Identität als Zwiespalt: „eher indisch“ oder „eher deutsch“?
Südasiatisch-deutschen Kindern ist dieser Zwiespalt sehr groß, da sich besonders die südasiatische und westeuropäische Lebensart und Lebenseinstellung von Grund auf unterscheiden. Die Unterschiede im einzelnen darzulegen würde den Rahmen dieses Artikels sprengen, jedoch wird die Kenntnis dessen beim Leser für das Verstehen der Materie vorausgesetzt. Durch die enormen Unterschiede und die sich dadurch ergebenden Gegensätze sehen sich die „Inder“ der zweiten Generation diversen grundsätzlichen Problemsstellungen gegenübergestellt. Um sich selbst zu definieren, die eigene Identität zu finden, bedarf es intensiver Auseinandersetzung mit beiden Kulturen und einer Untersuchung der persönlichen Eigenschaften auf Charakteristika des jeweiligen Kulturkreises. Nach erfolgreicher Selbstanalyse gibt es demnach drei Möglichkeiten:
1.) eher indisch.
2.) eher deutsch.
3.) keine eindeutige Tendenz zu erkennen bzw. keine Entscheidung möglich
1.) und 2.) sind relativ unproblematisch, da sie eine mehr oder minder eindeutige Selbstdefinition unterstützen, wobei 3.) das Problem eher vergrößert als löst. Ein Beispiel: Was sagt eine Person, die sich unter 3.) einstuft im auf die Frage „Sind sie Deutsche(r)?“ oder wie antwortet sie im Urlaub auf „Where do you actually come from ?“
In den Herkunftsländern zumindest wird man immer – egal wie integriert oder anerkannt man auch ist – als „Inder in Deutschland“ oder „Deutscher in Indien“ angesehen. Spätestens wenn es zu Konfliktsituationen kommt, wird das Argument der kultureller Andersartigkeit als defensives bzw. offensives Mittel benutzt. Dem ist an sich – also grundsätzlich – nichts schlechtes abzugewinnen, da oft genug gerade diese Differenz zu den „echten“ bzw. einheimischen Menschen der Herkunftsländer die Konflikte auslösen oder zumindest erweitern. Der Identitätsfindung ist diese Unterscheidung jedoch nicht sehr dienlich.

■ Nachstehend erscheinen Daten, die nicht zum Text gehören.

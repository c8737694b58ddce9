use image::Rgb32FImage;
use rayon::prelude::{ParallelBridge, ParallelIterator};

use crate::{
    camera::Camera,
    color::Color,
    counter, error_once,
    environment::Background,
    integrators::{Integrator, WhittedIntegrator},
    math::vec::{Vec3, Vec3AsRgbExt},
    scene::Scene,
};

/// What rays can hit, and what they see when they hit nothing.
pub struct World {
    pub scene: Scene,
    pub background: Background,
}

#[derive(Debug, Clone, Copy, PartialEq)]
pub struct RenderOptions {
    pub width: u32,
    pub height: u32,
    /// Vertical field of view
    pub fov_degrees: f32,
    /// Number of reflection/refraction bounces before giving up on the background
    pub max_depth: u32,
}

impl Default for RenderOptions {
    fn default() -> Self {
        Self {
            width: 1024,
            height: 768,
            fov_degrees: 60.,
            max_depth: 4,
        }
    }
}

pub struct Renderer {
    pub camera: Camera,
    pub world: World,
    pub integrator: Box<dyn Integrator>,
}

/// Everything needed to build a [Renderer] with a camera at the origin and the Whitted integrator
pub struct DefaultRenderer {
    pub options: RenderOptions,
    pub scene: Scene,
    pub background: Background,
}

impl From<DefaultRenderer> for Renderer {
    fn from(value: DefaultRenderer) -> Self {
        let DefaultRenderer {
            options,
            scene,
            background,
        } = value;

        let camera = Camera::new(
            options.width,
            options.height,
            options.fov_degrees.to_radians(),
            Vec3::ZERO,
        );

        Renderer {
            camera,
            world: World { scene, background },
            integrator: Box::new(WhittedIntegrator {
                max_depth: options.max_depth,
            }),
        }
    }
}

impl Renderer {
    pub fn process_pixel(&self, x: u32, y: u32) -> Color {
        counter!("Primary rays");
        let ray = self.camera.ray(x, y);
        let color = self.integrator.cast_ray(&self.world, ray, 0);
        if !color.is_finite() {
            error_once!("Pixel ({x}, {y}) is not finite: {color}");
        }
        color
    }

    pub fn render(&self) -> Rgb32FImage {
        self.render_with_progress(|_| ())
    }

    /// Render every pixel, rows being processed in parallel.
    ///
    /// `on_row_done` is called from the worker threads with the index of each finished row,
    /// in no particular order.
    pub fn render_with_progress<F: Fn(u32) + Sync>(&self, on_row_done: F) -> Rgb32FImage {
        let mut framebuffer = Rgb32FImage::new(self.camera.width, self.camera.height);
        log::info!(
            "Rendering {}x{} pixels, {} spheres and {} lights",
            self.camera.width,
            self.camera.height,
            self.world.scene.spheres.len(),
            self.world.scene.lights.len()
        );

        framebuffer
            .rows_mut()
            .enumerate()
            .par_bridge()
            .for_each(|(y, row)| {
                let y = y as u32;
                // pixels in the image crate are from left to right, top to bottom
                for (x, pixel) in row.enumerate() {
                    *pixel = self.process_pixel(x as u32, y).rgb();
                }
                log::debug!("Row {y} done");
                on_row_done(y);
            });

        framebuffer
    }
}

Gemeinschaft und Individuum
Die Themen bzw. Situationen mit dem größten Konfliktpotenzial sind meines Erachtens nach jene, in denen es um individuellen Handlungsfreiheit, freies Entfalten des persönlichen Charakters und somit um den Individualismus an sich geht. Die frühere, ja selbst die heutige indische Gesellschaft setzt die Gemeinschaft und das Wohl der Gesamtheit normativ weitaus höher an als sogenannte westliche Gesellschaften. Der Einzelne opfert sich (bzw. sollte es zumindest tun) und große Teile seiner individuellen Bedürfnisse für die Familie, den Beruf, und/oder für eine höhere Macht (z. B. Gott) auf dass es der größeren Gemeinschaft besser gehe und sie durch seinen Beitrag fortbesteht. Somit ist das Überleben der Gemeinschaft (im Kleinen) bzw. der Gesellschaft (im großen) gesichert. Ein uraltes System, dass auf Tradition Religion und Verantwortungsbewusstsein basierend seine eigene Existenz und Evolution durch sich selbst garantiert. Im Westen hingegen ist das Individuum das höchste Gut, persönliche Freiheit und die Möglichkeit alles – in gewissen gesetzlichen Rahmenbedingungen – tun zu können und zu dürfen ist das viel beschworene Credo. Aus Rücksicht auf andere die eigenen Bedürfnisse zurückschrauben oder Zugeständnisse zu machen wird oft als „Unterdrückung der Persönlichkeit“ empfunden und interpretiert und demnach auch entsprechend gegeißelt. Beide Lebensmottos haben Vor- und Nachteile. Die Unterdrückung der individuellen Entfaltungsmöglichkeiten (z.B. Berufs- oder Partnerwahl) in Indien oder den zunehmenden Verfall von allgemein gültigen Normen und Werten in der westlichen Gesellschaft sind nur einige Beispiele für die wohl bekannten Schattenseiten der Systeme.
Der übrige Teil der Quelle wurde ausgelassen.